Like pretty much everyone, I enjoy a good mystery novel. I rather like being led about by an intrepid sort of chap, all the while pulling the pieces and clues together on my own. As long as the mystery plays by the rules and doesn't cheat, I'm there all the way.

But I also love novels that play with my sense of reality, that distort the edges of my understanding to unearth new truths, or old truths revealed in a new light, such as in Tim Davys' weird and often wonderful Amberville. So, by way of deduction, I should love The Manual of Detection.

And so I do.

Jedediah Berry, in his first novel - I kind of hate it when a debut novel is this good, call it professional jealousy - puts together an intricate, bizarre, and dreamlike noir of a mystery, using all the classic tenets of the private detective genre while invigorating them with healthy doses of the magical realism of Jorge Luis Borges. Part Dashiell Hammett, part Franz Kafka's The Trial, The Manual of Detection is familiar yet thrillingly original.

Charles Unwin ('unwin' = 'lose'?) is a clerk in an unnamed city, working for a vast detective agency. His sole job is to transcribe and organize the notes of Detective Travis Sivart, which he has been doing for some fourteen years. However, Unwin's fairly uneventful life is about to be transformed; Sivart has gone missing, and Unwin is unexpectedly promoted to the rank of detective. All he is provided is a badge, a gun, and a copy of every detective's most important tool, The Manual of Detection. He also has an odd dream in which Sivart, naked in Unwin's bathtub, doles out some less-than-transparent advice on what is happening. And quite suddenly, the city is laden with sleepwalkers, and someone is stealing all the alarm clocks.

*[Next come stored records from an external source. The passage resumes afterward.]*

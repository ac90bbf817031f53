//! Building this module successfully guarantees that the library is no-std compatible

#![no_std]
#![no_main]

use core::panic::PanicInfo;

use cspline::{eval, fit, Boundary, CubicSpline};

#[panic_handler]
fn panic(_info: &PanicInfo) -> ! {
    // We can't print, so there's not much to do here
    loop {}
}

#[no_mangle]
pub fn _start() -> ! {
    let x = [0.0_f64, 2.0, 5.0, 6.0, 8.0, 10.0];
    let y = [0.0_f64, 1.0, 3.0, 6.0, 7.0, 10.0];

    // Second derivatives and scratch on the stack
    let mut y2 = [0.0; 6];
    let mut work = [0.0; 6];
    fit::fit_into(&x, &y, Boundary::Natural, Boundary::Natural, &mut y2, &mut work).unwrap();

    let mut cursor = 0;
    let _ = eval::splint(&x, &y, &y2, 4.0, &mut cursor).unwrap();

    let obs = [1.0_f64, 9.0, 3.0];
    let mut out = [0.0; 3];
    CubicSpline::new(&x, &y, &y2).unwrap().eval(&obs, &mut out).unwrap();

    loop {} // We don't actually run this, just compile it
}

Soon, the familiar tropes of the noir detective make themselves more known to Unwin. There's Cleopatra Greenwood, the femme fatale who continually crossed swords with Sivart; Detectives Peake, Pith, and Crabtree, three fellow P.I.s who may or may not be against Unwin; and finally, the biloquist Enoch Hoffman, Sivart's nemesis and known as being the mastermind behind such cases as 'The Man Who Stole November Twelfth' and 'The Oldest Murdered Man.' And of course, there are henchmen; Jasper and Josiah Rook, brothers once-conjoined at the foot who are described thusly: "They lost something. I don't know what to call it. 'Conscience' isn't quite the word. Some people do cruel things, but the Rooks are cruelty itself, monsters under the moon. And they never sleep."

Berry expertly weaves together these strands of plot (plus a few others) with an assurance that belies his first-time novelist status. His world is that of the classic noirs of the 1950s, alongside a vision of a gothic city (caught in a perpetual rainstorm) straight out of Terry Gilliam's visionary film Brazil. When one character comments to the deceptively competent Unwin, "I do know a thing or two about detectives, Mr. Unwin. I know that with a few words you could have won my heart. But you're one of the noble ones, aren't you?" you can feel the ghosts of Hammett and Raymond Chandler urging Berry on. There is also a hint of steampunk, although far less than Michael Moorcock's glowing review would have you believe.
But Berry is after more than the mystery itself, creating a world of dreams and illusions that pushes his noir in new directions. To call elements of the novel surreal is to damn it with faint praise, because while Unwin's puzzle takes a corner into the fantastic, there are still rules at play. That Unwin doesn't understand them does not mean they don't exist, or play fair. And as he learns the secrets behind the mysteries of Sivart, he uncovers a dark, magical plane where the purpose behind such mysteries becomes clear.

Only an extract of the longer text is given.